Dur labeur que celui d’audiodescriptrice de films. Misako Ozaki en sait quelque chose, elle qui travaille d’arrache-pied à l’écriture des descriptions sonores du nouveau long métrage d’un cinéaste reconnu : une séance est en effet prévue pour des personnes atteintes de déficience visuelle. Misako s’implique énormément, mais les séances de visionnage de son travail donnent lieu à des opinions négatives sévères, quoique poliment exprimées. Alors elle se réfugie hors de la ville, chez sa mère qui perd irrémédiablement la raison, pour trouver dans la lumière du soleil couchant sur la campagne la force de vivre sa vie. Parmi les plus critiques de ses descriptions sonores, Masaya Nakamori, ex-photographe désormais quasi aveugle. Celle qui cherche la lumière va pourtant faire un bout de chemin avec celui qui l’a presque perdue.

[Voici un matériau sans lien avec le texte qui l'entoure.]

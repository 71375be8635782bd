//! Health check handlers

use axum::{extract::State, http::StatusCode, Json};
use serde::Serialize;
use crate::AppState;

#[derive(Serialize)]
pub struct HealthResponse {
    pub status: String,
    pub version: &'static str,
}

#[derive(Serialize)]
pub struct ReadyResponse {
    pub status: String,
    pub checks: HealthChecks,
}

#[derive(Serialize)]
pub struct HealthChecks {
    pub database: CheckResult,
    pub capture: CaptureCheck,
}

#[derive(Serialize)]
pub struct CheckResult {
    pub status: String,
    #[serde(skip_serializing_if = "Option::is_none")]
    pub latency_ms: Option<u64>,
    #[serde(skip_serializing_if = "Option::is_none")]
    pub error: Option<String>,
}

/// Capture settings in effect, informational only
#[derive(Serialize)]
pub struct CaptureCheck {
    pub enabled: bool,
    pub driver: &'static str,
}

/// Liveness probe - always returns healthy if server is running
pub async fn health() -> Json<HealthResponse> {
    Json(HealthResponse {
        status: "healthy".to_string(),
        version: debugtap_common::VERSION,
    })
}

/// Readiness probe - 503 until the database answers
pub async fn ready(State(state): State<AppState>) -> (StatusCode, Json<ReadyResponse>) {
    let start = std::time::Instant::now();

    let db_check = match state.db.ping().await {
        Ok(_) => CheckResult {
            status: "up".to_string(),
            latency_ms: Some(start.elapsed().as_millis() as u64),
            error: None,
        },
        Err(e) => CheckResult {
            status: "down".to_string(),
            latency_ms: None,
            error: Some(e.to_string()),
        },
    };

    let all_healthy = db_check.status == "up";
    let status = if all_healthy {
        StatusCode::OK
    } else {
        StatusCode::SERVICE_UNAVAILABLE
    };

    (
        status,
        Json(ReadyResponse {
            status: if all_healthy { "ready" } else { "not_ready" }.to_string(),
            checks: HealthChecks {
                database: db_check,
                capture: CaptureCheck {
                    enabled: state.config.debugger.enabled,
                    driver: state.config.debugger.driver.as_str(),
                },
            },
        }),
    )
}
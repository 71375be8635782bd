//! Captured record entity: one observed request/response pair

use crate::redact::{self, HeaderMap};
use sea_orm::entity::prelude::*;
use serde::{Deserialize, Serialize};
use std::collections::BTreeMap;

#[derive(Clone, Debug, PartialEq, DeriveEntityModel, Serialize, Deserialize)]
#[sea_orm(table_name = "captured_records")]
pub struct Model {
    #[sea_orm(primary_key)]
    pub id: i64,

    #[sea_orm(indexed)]
    pub session_id: i64,

    // Request facet
    #[sea_orm(unique)]
    pub request_id: String,

    pub method: String,

    /// Path without the leading slash
    #[sea_orm(column_type = "Text")]
    pub url: String,

    #[sea_orm(column_type = "Text")]
    pub full_url: String,

    pub route_name: Option<String>,

    pub route_action: Option<String>,

    /// JSON-encoded `{name: [values]}`
    #[sea_orm(column_type = "Text")]
    pub request_headers: String,

    /// JSON-encoded `{name: value}`
    #[sea_orm(column_type = "Text", nullable)]
    pub request_query: Option<String>,

    #[sea_orm(column_type = "Text", nullable)]
    pub request_body: Option<String>,

    pub request_content_type: Option<String>,

    pub request_size: i64,

    pub ip_address: Option<String>,

    #[sea_orm(column_type = "Text", nullable)]
    pub user_agent: Option<String>,

    pub tenant_id: Option<String>,

    pub user_id: Option<i64>,

    // Response facet
    pub status_code: i32,

    #[sea_orm(column_type = "Text", nullable)]
    pub response_headers: Option<String>,

    #[sea_orm(column_type = "Text", nullable)]
    pub response_body: Option<String>,

    pub response_content_type: Option<String>,

    pub response_size: Option<i64>,

    pub duration_ms: Option<f64>,

    pub memory_peak_mb: Option<f64>,

    // Exception facet
    pub exception_class: Option<String>,

    #[sea_orm(column_type = "Text", nullable)]
    pub exception_message: Option<String>,

    #[sea_orm(column_type = "Text", nullable)]
    pub exception_trace: Option<String>,

    pub requested_at: ChronoDateTimeUtc,

    pub responded_at: Option<ChronoDateTimeUtc>,

    /// Capture time; retention is measured from here
    #[sea_orm(indexed)]
    pub created_at: ChronoDateTimeUtc,
}

/// Coarse bucket of a status code
#[derive(Debug, Clone, Copy, PartialEq, Eq, Serialize, Deserialize)]
#[serde(rename_all = "snake_case")]
pub enum StatusClass {
    Informational,
    Success,
    Redirect,
    ClientError,
    ServerError,
}

impl Model {
    pub fn request_header_map(&self) -> HeaderMap {
        serde_json::from_str(&self.request_headers).unwrap_or_default()
    }

    pub fn response_header_map(&self) -> HeaderMap {
        self.response_headers
            .as_deref()
            .and_then(|h| serde_json::from_str(h).ok())
            .unwrap_or_default()
    }

    pub fn query_map(&self) -> BTreeMap<String, String> {
        self.request_query
            .as_deref()
            .and_then(|q| serde_json::from_str(q).ok())
            .unwrap_or_default()
    }

    /// Request headers collapsed to one string each, redaction re-applied
    pub fn request_headers_for_display(
        &self,
        redact_headers: &[String],
        replacement: &str,
    ) -> BTreeMap<String, String> {
        redact::headers_for_display(&self.request_header_map(), redact_headers, replacement)
    }

    pub fn response_headers_for_display(
        &self,
        redact_headers: &[String],
        replacement: &str,
    ) -> BTreeMap<String, String> {
        redact::headers_for_display(&self.response_header_map(), redact_headers, replacement)
    }

    pub fn has_exception(&self) -> bool {
        self.exception_class.is_some()
    }

    pub fn is_json_request(&self) -> bool {
        is_json(self.request_content_type.as_deref())
    }

    pub fn is_json_response(&self) -> bool {
        is_json(self.response_content_type.as_deref())
    }

    pub fn status_class(&self) -> StatusClass {
        match self.status_code {
            200..=299 => StatusClass::Success,
            300..=399 => StatusClass::Redirect,
            400..=499 => StatusClass::ClientError,
            code if code >= 500 => StatusClass::ServerError,
            _ => StatusClass::Informational,
        }
    }

    pub fn formatted_duration(&self) -> String {
        match self.duration_ms {
            None => "-".to_string(),
            Some(ms) if ms < 1000.0 => format!("{:.2}ms", ms),
            Some(ms) => format!("{:.2}s", ms / 1000.0),
        }
    }

    pub fn formatted_request_size(&self) -> String {
        format_bytes(Some(self.request_size))
    }

    pub fn formatted_response_size(&self) -> String {
        format_bytes(self.response_size)
    }
}

fn is_json(content_type: Option<&str>) -> bool {
    content_type
        .map(|ct| ct.to_ascii_lowercase().contains("json"))
        .unwrap_or(false)
}

/// Render a byte count with binary units
pub fn format_bytes(bytes: Option<i64>) -> String {
    let Some(bytes) = bytes else {
        return "-".to_string();
    };

    const UNITS: [&str; 4] = ["B", "KB", "MB", "GB"];
    let mut size = bytes.max(0) as f64;
    let mut unit = 0;
    while size >= 1024.0 && unit < UNITS.len() - 1 {
        size /= 1024.0;
        unit += 1;
    }

    if unit == 0 {
        format!("{} B", bytes)
    } else {
        format!("{:.1} {}", size, UNITS[unit])
    }
}

#[derive(Copy, Clone, Debug, EnumIter, DeriveRelation)]
pub enum Relation {
    #[sea_orm(
        belongs_to = "super::debug_session::Entity",
        from = "Column::SessionId",
        to = "super::debug_session::Column::Id",
        on_delete = "Cascade"
    )]
    DebugSession,
}

impl Related<super::debug_session::Entity> for Entity {
    fn to() -> RelationDef {
        Relation::DebugSession.def()
    }
}

impl ActiveModelBehavior for ActiveModel {}
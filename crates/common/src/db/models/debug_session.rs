//! Debug session entity: a standing instruction to capture matching traffic

use crate::sessions::Selector;
use chrono::{DateTime, Utc};
use sea_orm::entity::prelude::*;
use serde::{Deserialize, Serialize};

#[derive(Clone, Debug, PartialEq, Eq, DeriveEntityModel, Serialize, Deserialize)]
#[sea_orm(table_name = "debug_sessions")]
pub struct Model {
    #[sea_orm(primary_key)]
    pub id: i64,

    /// 64 hex characters; presented as `X-Debug-Token` or `_debug_token`
    #[sea_orm(unique)]
    pub token: String,

    pub tenant_id: Option<String>,

    pub user_id: Option<i64>,

    #[sea_orm(column_type = "Text", nullable)]
    pub label: Option<String>,

    pub active: bool,

    pub expires_at: ChronoDateTimeUtc,

    pub created_by: Option<i64>,

    pub created_at: ChronoDateTimeUtc,

    pub updated_at: ChronoDateTimeUtc,
}

impl Model {
    /// The selector this session was created for
    pub fn selector(&self) -> Selector {
        Selector::from_parts(self.tenant_id.clone(), self.user_id)
    }

    pub fn is_global(&self) -> bool {
        self.tenant_id.is_none() && self.user_id.is_none()
    }

    pub fn is_expired(&self, now: DateTime<Utc>) -> bool {
        self.expires_at <= now
    }

    /// Matchable: flagged active and expiring strictly after `now`
    pub fn is_active_at(&self, now: DateTime<Utc>) -> bool {
        self.active && !self.is_expired(now)
    }

    /// Whole minutes left before expiry, zero once expired
    pub fn remaining_minutes(&self, now: DateTime<Utc>) -> i64 {
        if self.is_expired(now) {
            0
        } else {
            (self.expires_at - now).num_minutes()
        }
    }

    /// Human readable description of the selector
    pub fn target_label(&self) -> String {
        self.selector().to_string()
    }
}

#[derive(Copy, Clone, Debug, EnumIter, DeriveRelation)]
pub enum Relation {
    #[sea_orm(has_many = "super::captured_record::Entity")]
    CapturedRecords,
}

impl Related<super::captured_record::Entity> for Entity {
    fn to() -> RelationDef {
        Relation::CapturedRecords.def()
    }
}

impl ActiveModelBehavior for ActiveModel {}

Ce qui frappe dans « Hikari », c’est la sérénité avec laquelle Naomi Kawase assume son parti pris : oui, nous sommes dans une allégorie où la recherche de la lumière est une quête quasi mystique ; alors elle scrute les visages en gros plan, elle les baigne dans la clarté ou les en prive délibérément, comme si chaque séquence devait rappeler le sujet du film. Même les plans subjectifs qui montrent comment le photographe Masaya perçoit le monde ne nous sont pas épargnés, pas plus que le réflexe maladif de celui-ci de s’accrocher à un appareil photo dont il ne peut plus se servir. Et pourtant, si certaines critiques y ont vu une lourdeur démonstrative, la magie opère comme dans ces fables où chaque phrase est au fond prévisible, mais que l’on entend encore avec délectation.

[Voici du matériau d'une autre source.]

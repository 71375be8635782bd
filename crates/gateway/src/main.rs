//! debugtap Gateway
//!
//! Hosts the captured API and the operator surface.
//! Handles:
//! - Capture middleware over the demo API
//! - JSON admin API for debug sessions and captured records
//! - Lifecycle scheduler (expiry and retention)
//! - In-process capture worker when the queue driver has no external queue
//!
//! `gateway prune` runs a single lifecycle pass and exits.

mod handlers;
mod middleware;

use anyhow::Context;
use axum::{
    middleware::{from_fn, from_fn_with_state},
    routing::{get, patch, post},
    Router,
};
use debugtap_common::{
    cache,
    config::{AppConfig, CaptureDriver, ObservabilityConfig},
    db::{self, DbPool, Repository},
    metrics,
    queue::{ChannelJobQueue, SqsJobQueue, SqsQueueConfig},
    resolver::tenancy_detector,
    capture_middleware, CaptureSink, CaptureState, CaptureWorker, LifecycleManager,
    SessionCache, SessionResolver, SessionService,
};
use metrics_exporter_prometheus::{Matcher, PrometheusBuilder};
use std::net::SocketAddr;
use std::sync::Arc;
use tokio::signal;
use tokio::sync::watch;
use tokio::task::JoinHandle;
use tower_http::{
    cors::{Any, CorsLayer},
    request_id::{MakeRequestUuid, PropagateRequestIdLayer, SetRequestIdLayer},
    timeout::TimeoutLayer,
    trace::TraceLayer,
};
use tracing::{error, info, warn};
use tracing_subscriber::EnvFilter;

/// Application state shared across handlers
#[derive(Clone)]
pub struct AppState {
    pub config: Arc<AppConfig>,
    pub db: DbPool,
    pub sessions: SessionService,
    pub lifecycle: LifecycleManager,
}

impl AppState {
    pub fn repository(&self) -> &Repository {
        self.sessions.repository()
    }
}

#[tokio::main]
async fn main() -> anyhow::Result<()> {
    // Load environment variables
    dotenvy::dotenv().ok();

    let config = AppConfig::load().context("failed to load configuration")?;
    init_tracing(&config.observability);

    config.validate().map_err(|e| {
        error!(error = %e, "Invalid configuration");
        e
    })?;
    let config = Arc::new(config);
    let debugger = Arc::new(config.debugger.clone());

    info!("Starting debugtap gateway v{}", debugtap_common::VERSION);

    metrics::register_metrics();
    install_metrics_exporter(config.observability.metrics_port)?;

    info!("Connecting to database...");
    let db = DbPool::new(&config.database).await?;
    if config.database.auto_migrate {
        db::migrate(db.write()).await?;
        info!("Database schema is up to date");
    }

    let session_cache = SessionCache::new(cache::connect(&config.redis).await?, debugger.cache_ttl());
    let repo = Repository::new(db.clone());
    let sessions = SessionService::new(repo.clone(), session_cache.clone(), debugger.clone());
    let lifecycle = LifecycleManager::new(repo.clone(), session_cache.clone(), debugger.clone());

    if std::env::args().nth(1).as_deref() == Some("prune") {
        let report = lifecycle.run_once().await;
        println!("{}", serde_json::to_string_pretty(&report)?);
        return Ok(());
    }

    let (sink, worker) = capture_sink(&config, repo.clone()).await?;
    let capture = CaptureState::new(
        &debugger,
        SessionResolver::new(repo, session_cache),
        tenancy_detector(&debugger.tenancy)?,
        sink,
    )?;

    let (shutdown_tx, shutdown_rx) = watch::channel(false);
    let scheduler = tokio::spawn(
        lifecycle
            .clone()
            .run(debugger.sweep_interval(), wait_for_shutdown(shutdown_rx)),
    );

    let state = AppState {
        config: config.clone(),
        db,
        sessions,
        lifecycle,
    };
    let app = create_router(state, capture).layer(TimeoutLayer::new(config.request_timeout()));

    let addr: SocketAddr = format!("{}:{}", config.server.host, config.server.port)
        .parse()
        .context("invalid server address")?;
    info!("Listening on {}", addr);

    let listener = tokio::net::TcpListener::bind(addr).await?;

    axum::serve(
        listener,
        app.into_make_service_with_connect_info::<SocketAddr>(),
    )
    .with_graceful_shutdown(shutdown_signal())
    .await?;

    // The router (and with it every queue sender) is gone; let background tasks finish
    let _ = shutdown_tx.send(true);
    let drain = async {
        if let Err(e) = scheduler.await {
            warn!(error = %e, "Lifecycle scheduler ended abnormally");
        }
        if let Some(worker) = worker {
            if let Err(e) = worker.await {
                warn!(error = %e, "Capture worker ended abnormally");
            }
        }
    };
    if tokio::time::timeout(config.shutdown_timeout(), drain).await.is_err() {
        warn!("Background tasks did not finish before the shutdown timeout");
    }

    info!("Server shutdown complete");
    Ok(())
}

/// Create the main application router
fn create_router(state: AppState, capture: CaptureState) -> Router {
    // CORS configuration
    let cors = CorsLayer::new()
        .allow_origin(Any)
        .allow_methods(Any)
        .allow_headers(Any);

    // Request ID propagation
    let request_id = SetRequestIdLayer::x_request_id(MakeRequestUuid);
    let propagate_id = PropagateRequestIdLayer::x_request_id();

    // Demo API, the traffic debug sessions record
    let api_routes = Router::new()
        .route("/api/login", post(handlers::demo::login))
        .route(
            "/api/orders",
            get(handlers::demo::list_orders).post(handlers::demo::create_order),
        )
        .route("/api/orders/{id}", get(handlers::demo::get_order))
        .route_layer(from_fn_with_state(capture, capture_middleware));

    // Admin API
    let debug_routes = Router::new()
        .route(
            "/sessions",
            get(handlers::sessions::list_sessions).post(handlers::sessions::create_session),
        )
        .route("/sessions/disable", post(handlers::sessions::disable_sessions))
        .route(
            "/sessions/{id}",
            get(handlers::sessions::get_session).delete(handlers::sessions::delete_session),
        )
        .route("/sessions/{id}/extend", patch(handlers::sessions::extend_session))
        .route("/sessions/{id}/stop", patch(handlers::sessions::stop_session))
        .route(
            "/sessions/{id}/records",
            get(handlers::records::list_records).delete(handlers::records::clear_records),
        )
        .route(
            "/records/{id}",
            get(handlers::records::get_record).delete(handlers::records::delete_record),
        )
        .route("/status", get(handlers::admin::status))
        .route("/prune", post(handlers::admin::prune));

    Router::new()
        // Health endpoints
        .route("/health", get(handlers::health::health))
        .route("/ready", get(handlers::health::ready))
        .merge(api_routes)
        .nest("/debug", debug_routes)
        .layer(from_fn(middleware::identity::identify_user))
        .layer(TraceLayer::new_for_http())
        .layer(cors)
        .layer(request_id)
        .layer(propagate_id)
        .with_state(state)
}

fn init_tracing(observability: &ObservabilityConfig) {
    let filter = EnvFilter::try_from_default_env()
        .or_else(|_| EnvFilter::try_new(&observability.log_level))
        .unwrap_or_else(|_| EnvFilter::new("info"));

    let builder = tracing_subscriber::fmt()
        .with_env_filter(filter)
        .with_target(true);

    if observability.json_logging {
        builder.json().init();
    } else {
        builder.init();
    }
}

/// Serve Prometheus metrics on their own port; 0 disables the exporter
fn install_metrics_exporter(port: u16) -> anyhow::Result<()> {
    if port == 0 {
        info!("Metrics exporter disabled");
        return Ok(());
    }

    PrometheusBuilder::new()
        .with_http_listener(SocketAddr::from(([0, 0, 0, 0], port)))
        .set_buckets_for_metric(
            Matcher::Full(format!("{}_capture_persist_seconds", metrics::METRICS_PREFIX)),
            metrics::CAPTURE_BUCKETS,
        )?
        .install()
        .context("failed to install Prometheus exporter")?;

    info!(port, "Metrics exporter listening");
    Ok(())
}

/// Pick where captures go; the channel driver also starts its worker
async fn capture_sink(
    config: &AppConfig,
    repo: Repository,
) -> anyhow::Result<(CaptureSink, Option<JoinHandle<()>>)> {
    match config.debugger.driver {
        CaptureDriver::Inline => Ok((CaptureSink::Inline(repo), None)),
        CaptureDriver::Queue => match &config.queue.capture_queue_url {
            Some(url) => {
                let queue =
                    SqsJobQueue::new(SqsQueueConfig::from_app(url.clone(), &config.queue)).await?;
                info!(queue_url = %url, "Captures go to SQS");
                Ok((CaptureSink::Queue(Arc::new(queue)), None))
            }
            None => {
                let (queue, receiver) = ChannelJobQueue::new(config.queue.channel_capacity);
                let worker = CaptureWorker::new(repo, &config.debugger.worker);
                info!(
                    capacity = config.queue.channel_capacity,
                    "Captures go to the in-process worker"
                );
                Ok((
                    CaptureSink::Queue(Arc::new(queue)),
                    Some(tokio::spawn(worker.run(receiver))),
                ))
            }
        },
    }
}

async fn wait_for_shutdown(mut rx: watch::Receiver<bool>) {
    // A dropped sender also means shutdown
    let _ = rx.wait_for(|stop| *stop).await;
}

/// Graceful shutdown signal handler
async fn shutdown_signal() {
    let ctrl_c = async {
        if let Err(e) = signal::ctrl_c().await {
            error!(error = %e, "Failed to install Ctrl+C handler");
            std::future::pending::<()>().await;
        }
    };

    #[cfg(unix)]
    let terminate = async {
        match signal::unix::signal(signal::unix::SignalKind::terminate()) {
            Ok(mut sigterm) => {
                sigterm.recv().await;
            }
            Err(e) => {
                error!(error = %e, "Failed to install SIGTERM handler");
                std::future::pending::<()>().await;
            }
        }
    };

    #[cfg(not(unix))]
    let terminate = std::future::pending::<()>();

    tokio::select! {
        _ = ctrl_c => info!("Received Ctrl+C, starting shutdown..."),
        _ = terminate => info!("Received SIGTERM, starting shutdown..."),
    }
}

À quoi cette réussite tient-elle ? Peut-être à la discrétion relative de la musique d’Ibrahim Maalouf, dont le piano mélancolique n’est pas distillé à trop haute dose et évite par là un excès de sentimentalisme malvenu, défaut courant de certains films japonais occidentalisés. Reconnue internationalement et coproduite par des pays européens, Naomi Kawase ancre toutefois son long métrage dans une tradition japonaise de contemplation que les poètes japonais ont su inscrire dans la pratique du haïku notamment. De « Hikari » se dégage une atmosphère furieusement nippone, au rythme presque zen, malgré les pressions appuyées d’un monde extérieur hyperconnecté et d’une industrie – l’industrie cinématographique –, sans cesse à la recherche de l’innovation.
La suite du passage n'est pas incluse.